Setting the scene: During the prologue and the first chapter, you have to make people feel caught. You have to set the scene. You gotta set the vibe. Let your reader know the basics about your main character. Who is his or her family? Who is he or she? Where are we? And at the same time, let people wonder what will happen.

Explanation: The next chapters have to include more information. It has to include when the conflict started, more about the characters and their situation.

Point of no return: Now you have to make something happen. Something that makes the characters unable to go back. Someone could die. This is a big point. In my story White angel, the point of no return is when Alexander leaves the hospital that he has been living in to search for his little brother. Which a life-threatening danger outside, he can not undo his decision and go back again, because he would maybe be able to die if he didn't get help. I hope it makes sense.

Building up the conflict: Next you have to build the excitement. This is where things go downhill. All the bad things happen. It's basically bad plus bad multiplied by bad. Everything seems to go to hell and there's almost no hope. BUT THEN!

Solving the problem: THEN THIS HAPPENS. You solve the problem. That doesn't necessarily mean that it has to be a happy solution. It could be like the Avengers infinity war (SPOILER ALERT AHEAD) where half of the population disappeared including many superheroes. That was sad but it was also the solution. The solution is that Thanos snaps his magical glove and people die. Basically solving the problem is when you're on the top. It's the most exciting moment.
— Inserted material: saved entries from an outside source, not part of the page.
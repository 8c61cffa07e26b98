//! Zone containment

use crate::domain::types::{Point, Zone, ZoneIndex, ZoneMatches, ZONE_COUNT};

/// Inclusive on every edge; corner order does not matter
#[inline]
pub fn contains(zone: &Zone, point: Point) -> bool {
    let (min_x, max_x) = zone.x_bounds();
    let (min_y, max_y) = zone.y_bounds();
    (min_x..=max_x).contains(&point.x) && (min_y..=max_y).contains(&point.y)
}

/// Every zone containing `point`, in zone order. Overlapping zones all match.
pub fn classify(point: Point, zones: &[Zone; ZONE_COUNT]) -> ZoneMatches {
    ZoneIndex::ALL
        .into_iter()
        .filter(|index| contains(&zones[index.as_usize()], point))
        .collect()
}

#[cfg(test)]
mod tests {
    use super::*;
    use crate::domain::types::{RadarTarget, DEFAULT_ZONES};

    fn point(x: i32, y: i32) -> Point {
        Point { x, y }
    }

    #[test]
    fn test_edges_are_inclusive() {
        let zone = Zone::new(1, 1, 4000, 4000);
        assert!(contains(&zone, point(1, 1)));
        assert!(contains(&zone, point(4000, 4000)));
        assert!(contains(&zone, point(1, 4000)));
        assert!(!contains(&zone, point(0, 2000)));
        assert!(!contains(&zone, point(2000, 4001)));
    }

    #[test]
    fn test_reversed_corners() {
        let zone = Zone::new(4000, 4000, 1, 1);
        assert!(contains(&zone, point(2000, 2000)));
        assert!(contains(&zone, point(1, 4000)));
        assert!(!contains(&zone, point(-1, 2000)));
    }

    #[test]
    fn test_default_geometry_mirrored_target() {
        let target = RadarTarget { x: -2000, y: 2000, valid: true, ..RadarTarget::empty(0) };

        let matches = classify(target.semantic_position(), &DEFAULT_ZONES);

        assert_eq!(matches.as_slice(), &[ZoneIndex::First]);
    }

    #[test]
    fn test_overlapping_zones_all_match() {
        let zones = [Zone::new(0, 0, 100, 100), Zone::new(50, 50, 150, 150), Zone::new(200, 200, 300, 300)];

        let matches = classify(point(75, 75), &zones);

        assert_eq!(matches.as_slice(), &[ZoneIndex::First, ZoneIndex::Second]);
    }

    #[test]
    fn test_point_outside_every_zone() {
        assert!(classify(point(0, 0), &DEFAULT_ZONES).is_empty());
        assert!(classify(point(0, 7000), &DEFAULT_ZONES).is_empty());
    }

    #[test]
    fn test_gap_between_default_zones() {
        // x = 0 sits between zone 1 (x <= -1) and zone 0 (x >= 1)
        assert!(classify(point(0, 2000), &DEFAULT_ZONES).is_empty());
        assert_eq!(classify(point(0, 5000), &DEFAULT_ZONES).as_slice(), &[ZoneIndex::Third]);
    }
}
//! Sensor link abstraction consumed by the cycle loop

use crate::domain::types::{RadarTarget, ReadOutcome};
use async_trait::async_trait;

/// A presence radar attached over some link (serial in production, scripted in tests).
///
/// After `read` returns `ReadOutcome::Frame`, `target(slot)` yields that
/// frame's records for every slot in `0..supported_target_count()`.
#[async_trait]
pub trait SensorLink: Send {
    /// Open the link. On failure the link stays closed and reads report `NoData`.
    async fn begin(&mut self) -> anyhow::Result<()>;

    /// Close the link and drop any buffered input
    async fn end(&mut self);

    /// Limit the number of reported target slots
    fn set_number_of_targets(&mut self, count: usize);

    /// Wait for the next frame
    async fn read(&mut self) -> ReadOutcome;

    /// Record for `slot` from the last frame; an empty record if out of range
    fn target(&self, slot: usize) -> RadarTarget;

    fn supported_target_count(&self) -> usize;
}
//! Embeds the short git revision so the startup log identifies the firmware build

use std::process::Command;

fn main() {
    let revision = Command::new("git")
        .args(["rev-parse", "--short", "HEAD"])
        .output()
        .ok()
        .filter(|output| output.status.success())
        .map(|output| String::from_utf8_lossy(&output.stdout).trim().to_string())
        .unwrap_or_else(|| String::from("unknown"));

    println!("cargo:rustc-env=GIT_HASH={}", revision);
    println!("cargo:rerun-if-changed=.git/HEAD");
}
Resting: This is where you close the story. Let everything rest nicely. You might use an epilogue to finish it off in a good place. A great ending should be able to make people feel something. Anything. Sadness, anger, happiness.


Other things:

How to build up length: If you've tried searching the internet for prompts, you're most likely gonna end up with a short story, because many of the prompts only have one issue and conflict. During a novel, there are more than one issue. You can compare that to a short film and a 2-hour-long movie. The short film has one conflict and the long movie has more than one. My tip here is to try to fit three or four prompts together in the same story or brainstorm what could happen more.

Ask these questions: Who is the main character? What does he or she desire? Who is helping? Who tries to stop the main character?